Each line from the start of the records through the line containing "values carrying a" is to be transcribed exactly, and no other line is to be included.

### Entries supplied
++++++++++

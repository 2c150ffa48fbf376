//! Interceptor chain: priority-ordered request/response hooks with context
//! threading and cancellation propagation.
//!
//! No object hierarchy: interceptors are function-typed values carrying a
//! priority and a registration index, grounded
//! on the teacher's `events::EventHandler`/`FnEventHandler` closure pattern
//! generalized from "observe" to "observe and transform".

use crate::error::{CoreError, ErrorContext, ErrorKind, Result};
use crate::request::{CancelHandle, HttpRequest, HttpResponse};
use serde_json::Value;
use std::collections::HashMap;
use std::future::Future;
use std::pin::Pin;
use std::sync::atomic::{AtomicUsize, Ordering};
use std::sync::{Arc, Mutex};

pub type BoxFuture<'a, T> = Pin<Box<dyn Future<Output = T> + Send + 'a>>;

/// The value threaded through the chain: the request, an optional response
/// (present only once the transport has executed the call), free-form
/// metadata, and the shared cancellation handle.
#[derive(Debug, Clone)]
pub struct Context {
    pub request: HttpRequest,
    pub response: Option<HttpResponse>,
    pub metadata: HashMap<String, Value>,
    pub cancel: Option<CancelHandle>,
}

impl Context {
    pub fn new(request: HttpRequest) -> Self {
        Self {
            request,
            response: None,
            metadata: HashMap::new(),
            cancel: None,
        }
    }

    fn is_cancelled(&self) -> bool {
        self.cancel.as_ref().is_some_and(|c| c.is_cancelled())
    }
}

pub type InterceptorFn =
    Arc<dyn Fn(Context) -> BoxFuture<'static, Result<Context>> + Send + Sync>;

#[derive(Clone, Copy, PartialEq, Eq, Debug)]
enum Phase {
    Validation,
    Execution,
    ContextThreading,
}

impl Phase {
    fn as_str(self) -> &'static str {
        match self {
            Phase::Validation => "validation",
            Phase::Execution => "execution",
            Phase::ContextThreading => "context-threading",
        }
    }
}

struct Entry {
    f: InterceptorFn,
    priority: i32,
    index: usize,
}

#[derive(Clone, Copy, PartialEq, Eq)]
enum Kind {
    Request,
    Response,
}

/// Ordered request/response hook chain. Entries are immutable after `add`;
/// execution never locks beyond the snapshot read.
pub struct InterceptorChain {
    request: Mutex<Vec<Entry>>,
    response: Mutex<Vec<Entry>>,
    next_index: AtomicUsize,
}

impl Default for InterceptorChain {
    fn default() -> Self {
        Self::new()
    }
}

impl InterceptorChain {
    pub fn new() -> Self {
        Self {
            request: Mutex::new(Vec::new()),
            response: Mutex::new(Vec::new()),
            next_index: AtomicUsize::new(0),
        }
    }

    pub fn add_request<F, Fut>(&self, priority: i32, f: F)
    where
        F: Fn(Context) -> Fut + Send + Sync + 'static,
        Fut: Future<Output = Result<Context>> + Send + 'static,
    {
        self.push(Kind::Request, priority, wrap(f));
    }

    pub fn add_response<F, Fut>(&self, priority: i32, f: F)
    where
        F: Fn(Context) -> Fut + Send + Sync + 'static,
        Fut: Future<Output = Result<Context>> + Send + 'static,
    {
        self.push(Kind::Response, priority, wrap(f));
    }

    fn push(&self, kind: Kind, priority: i32, f: InterceptorFn) {
        let index = self.next_index.fetch_add(1, Ordering::SeqCst);
        let entry = Entry { f, priority, index };
        let list = match kind {
            Kind::Request => &self.request,
            Kind::Response => &self.response,
        };
        list.lock().unwrap().push(entry);
    }

    pub fn clear(&self) {
        self.request.lock().unwrap().clear();
        self.response.lock().unwrap().clear();
    }

    pub fn counts(&self) -> (usize, usize) {
        (
            self.request.lock().unwrap().len(),
            self.response.lock().unwrap().len(),
        )
    }

    /// Request interceptors run in descending priority; ties broken by
    /// registration order.
    pub async fn execute_request(&self, ctx: Context) -> Result<Context> {
        let mut with_priority: Vec<(InterceptorFn, i32, usize)> = {
            let guard = self.request.lock().unwrap();
            guard.iter().map(|e| (e.f.clone(), e.priority, e.index)).collect()
        };
        with_priority.sort_by(|a, b| b.1.cmp(&a.1).then(a.2.cmp(&b.2)));

        run_chain(ctx, with_priority, "request").await
    }

    /// Response interceptors run in ascending priority; ties broken by
    /// *reverse* registration order, so paired interceptors wrap correctly
    /// (outermost request = outermost response).
    pub async fn execute_response(&self, ctx: Context) -> Result<Context> {
        if ctx.response.is_none() {
            return Err(CoreError::new(
                ErrorKind::Transport,
                "response interceptor chain requires a response in context",
            )
            .with_context(ErrorContext {
                interceptor_phase: Some(Phase::Validation.as_str()),
                ..Default::default()
            }));
        }

        let mut with_priority: Vec<(InterceptorFn, i32, usize)> = {
            let guard = self.response.lock().unwrap();
            guard.iter().map(|e| (e.f.clone(), e.priority, e.index)).collect()
        };
        with_priority.sort_by(|a, b| a.1.cmp(&b.1).then(b.2.cmp(&a.2)));

        run_chain(ctx, with_priority, "response").await
    }
}

async fn run_chain(
    mut ctx: Context,
    ordered: Vec<(InterceptorFn, i32, usize)>,
    interceptor_type: &'static str,
) -> Result<Context> {
    for (f, _priority, index) in ordered {
        if ctx.is_cancelled() {
            return Err(cancelled_error(interceptor_type, index, Phase::Execution));
        }

        let before = ctx.clone();
        let result = f(before).await;

        let next = match result {
            Ok(next_ctx) => next_ctx,
            Err(mut err) => {
                err.context.interceptor_type.get_or_insert(interceptor_type);
                err.context.interceptor_index.get_or_insert(index);
                err.context
                    .interceptor_phase
                    .get_or_insert(Phase::Execution.as_str());
                return Err(err);
            }
        };

        if next.is_cancelled() {
            return Err(cancelled_error(interceptor_type, index, Phase::Execution));
        }

        if interceptor_type == "response" && next.response.is_none() {
            return Err(CoreError::new(
                ErrorKind::Transport,
                "response interceptor dropped the response from its context",
            )
            .with_context(ErrorContext {
                interceptor_type: Some(interceptor_type),
                interceptor_index: Some(index),
                interceptor_phase: Some(Phase::ContextThreading.as_str()),
                ..Default::default()
            }));
        }

        ctx = next.clone();
    }
    Ok(ctx)
}

fn cancelled_error(interceptor_type: &'static str, index: usize, phase: Phase) -> CoreError {
    CoreError::new(ErrorKind::Timeout, "cancelled during interceptor execution").with_context(
        ErrorContext {
            aborted: true,
            interceptor_type: Some(interceptor_type),
            interceptor_index: Some(index),
            interceptor_phase: Some(phase.as_str()),
            ..Default::default()
        },
    )
}

fn wrap<F, Fut>(f: F) -> InterceptorFn
where
    F: Fn(Context) -> Fut + Send + Sync + 'static,
    Fut: Future<Output = Result<Context>> + Send + 'static,
{
    Arc::new(move |ctx| Box::pin(f(ctx)))
}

++++++++++

### Response area
repository 2c150ffa48fbf376
//! Interceptor chain: priority-ordered request/response hooks with context
//! threading and cancellation propagation.
//!
//! No object hierarchy: interceptors are function-typed values carrying a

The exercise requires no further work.